The western media and the large news gathering cliques that feed them have not reported this, even though almost one in four human beings live in what is fast becoming a tinder box.  Though monumentally incompetent, certainly negligent, it is not the result of a vast left-wing conspiracy.  Author and commentator, Bernard Goldberg, probably the most insightful analyst of bias in the news media, provided the best explanation on Fox News’ O’Reilly Factor.  “News executives are willing to jump through hoops in the name of racial and ethnic diversity.  They ought to jump through a few hoops and start an affirmative-action program for conservative journalists.” Goldberg’s point was that it is not an active conspiracy in the newsroom but simply the result of everyone sharing the same leftist orientation.  That orientation tells them—as our own tells us—what is noteworthy and what is not; what is important enough to be in the article and what is not. 

The problem is that news organizations—as well as high profile NGOs like Amnesty International—go to the same pool of people for information and to fill their reporting needs.  In the Middle East, that means Palestinian “witnesses” and openly partisan Arab reporters, photographers like the Lebanese man Reuters had to fire for doctoring pictures in Qana and then passing them off as evidence for condemning Israel.  For the periodic Israeli fig leaf, these same groups invariably turn to the radical Israeli left.  In South Asia, they suspect conservatives and assume they are aligned with the military or a repressive regime.  The people they go to share the same left-wing philosophy and tend to see socialism as the only hope for helping the downtrodden and upholding human rights.  Shahriar Kabir, who media, human rights organizations, and certain agencies of our own government consider the go-to guy in Bangladesh, wrote in 2007 that the fall of the “socialist camp” in Eastern Europe and the Soviet Union made it very difficult to fight “extreme poverty…[It] left a tremendous vacuum in the intellectual world that has been fully exploited by the American imperialists.” Those who follow the trials and tribulations of US Presidential candidate Barack Obama take note that in discussing radical Islam on the same page, this committed leftist writes that “people who live in a perpetual state of poverty understandably turn to faith.”

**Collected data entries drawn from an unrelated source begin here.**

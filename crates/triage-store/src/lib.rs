//! triage-store: persistence adapters for the triage pipeline.
//!
//! - raw message/category CSV tables in
//! - normalized dataset to and from a SQLite table
//! - trained model as a checksummed binary artifact
//! - evaluation results as JSON

mod atomic;
pub mod csv_source;
pub mod error;
pub mod model_artifact;
pub mod report;
pub mod sqlite;

pub use csv_source::{read_categories, read_messages, read_table};
pub use error::{Result, StoreError};
pub use model_artifact::{decode_model, encode_model, load_model, save_model, ArtifactInfo};
pub use report::{read_evaluation_json, write_evaluation_json, EvaluationDocument};
pub use sqlite::{SqliteStore, DEFAULT_TABLE};
//! `process-data`: raw CSV tables in, normalized SQLite table out.

use std::path::PathBuf;

use anyhow::{Context, Result};
use clap::Parser;
use tracing::info;
use triage_core::normalize;
use triage_store::{read_categories, read_messages, SqliteStore, DEFAULT_TABLE};

#[derive(Parser, Debug)]
#[command(name = "process-data")]
#[command(author = "Stevedores Org")]
#[command(version = env!("CARGO_PKG_VERSION"))]
#[command(about = "Merge and clean raw messages and categories into a SQLite table", long_about = None)]
pub struct ProcessArgs {
    /// Messages CSV (id, message, original, genre)
    pub messages: PathBuf,

    /// Categories CSV (id, categories)
    pub categories: PathBuf,

    /// SQLite database to write
    pub database: PathBuf,

    /// Table to replace with the cleaned dataset
    #[arg(long, env = "TRIAGE_TABLE", default_value = DEFAULT_TABLE)]
    pub table: String,

    /// Enable verbose output
    #[arg(short, long)]
    pub verbose: bool,

    /// Emit JSON-formatted log lines
    #[arg(long)]
    pub json: bool,
}

/// What a successful run wrote.
#[derive(Debug, Clone, PartialEq, Eq)]
pub struct ProcessSummary {
    pub rows: usize,
    pub labels: usize,
}

pub fn run(args: &ProcessArgs) -> Result<ProcessSummary> {
    info!(
        messages = %args.messages.display(),
        categories = %args.categories.display(),
        "Loading data"
    );
    let messages = read_messages(&args.messages)
        .with_context(|| format!("Failed to read messages from {}", args.messages.display()))?;
    let categories = read_categories(&args.categories).with_context(|| {
        format!("Failed to read categories from {}", args.categories.display())
    })?;

    info!("Cleaning data");
    let dataset = normalize(&messages, &categories).context("Failed to normalize dataset")?;

    info!(database = %args.database.display(), table = %args.table, "Saving data");
    let mut store = SqliteStore::open(&args.database)
        .with_context(|| format!("Failed to open database {}", args.database.display()))?;
    let rows = store
        .write_dataset(&args.table, &dataset)
        .with_context(|| format!("Failed to write table {}", args.table))?;

    Ok(ProcessSummary {
        rows,
        labels: dataset.schema().len(),
    })
}
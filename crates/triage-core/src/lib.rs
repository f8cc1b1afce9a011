//! Triage core library
//!
//! Decodes disaster-response category strings, normalizes the raw message and
//! category tables into a multi-label dataset, and trains a TF-IDF + random
//! forest classifier over it with a cross-validated grid search.

pub mod config;
pub mod error;
pub mod eval;
pub mod features;
pub mod forest;
pub mod labels;
pub mod matrix;
pub mod model;
pub mod normalize;
pub mod pipeline;
pub mod search;
pub mod split;
pub mod telemetry;
pub mod tokenize;

pub use config::{ForestConfig, SearchConfig, TrainingConfig};
pub use error::{ParseError, Result, TriageError};
pub use eval::{evaluate, AverageMetrics, EvaluationReport, LabelMetrics};
pub use features::{CountVectorizer, TfidfTransformer};
pub use forest::{ForestParams, MaxFeatures, MultiOutputForest, RandomForest};
pub use labels::{decode_categories, LabelSchema};
pub use matrix::{LabelMatrix, SparseMatrix, SparseRow};
pub use model::{feature_stages, FeatureStages, ModelBuilder, TextPipeline, TrainedModel};
pub use normalize::{
    join_on_id, normalize, NormalizedDataset, NormalizedRecord, RawCategoryString, RawMessage,
};
pub use pipeline::{Chain, Estimator, Pipeline, Stage, Transformer};
pub use search::{grid_search, CandidateScore, KFold, SearchOutcome};
pub use split::{train_test_split, SplitIndices};
pub use telemetry::{init_tracing, level_for};
pub use tokenize::tokenize;
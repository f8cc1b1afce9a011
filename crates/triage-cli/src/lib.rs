//! Command implementations behind the `process-data` and `train-classifier`
//! binaries.

pub mod process;
pub mod train;
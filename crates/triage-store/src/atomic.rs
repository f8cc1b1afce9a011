use std::fs;
use std::io::Write;
use std::path::Path;

use tempfile::NamedTempFile;

use crate::error::Result;

/// Write `bytes` to `path` through a temp file in the same directory, then
/// rename over the destination. Readers never see a partial file.
pub(crate) fn write_atomic(path: &Path, bytes: &[u8]) -> Result<()> {
    let dir = match path.parent() {
        Some(parent) if !parent.as_os_str().is_empty() => parent,
        _ => Path::new("."),
    };
    fs::create_dir_all(dir)?;

    let mut tmp = NamedTempFile::new_in(dir)?;
    tmp.write_all(bytes)?;
    tmp.as_file().sync_all()?;
    tmp.persist(path).map_err(|e| e.error)?;
    Ok(())
}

Had the media been doing an unbiased job, it would have been no surprise in 2006, when we revealed that one of our State Department employees in Bangladesh was affiliated with radical Islamist groups; when in the same year, a Voice of America correspondent claimed on Bangladeshi television that the United States concocted the story of British terrorists trying to bring down planes with liquid explosives; or that in 2007, a panel show on US-funded Al Hurra TV turned into a forum for Saudi officials to issue unchallenged denials of any role in exporting radical Islam, while the show’s host marginalized and effectively silenced the lone Muslim dissident.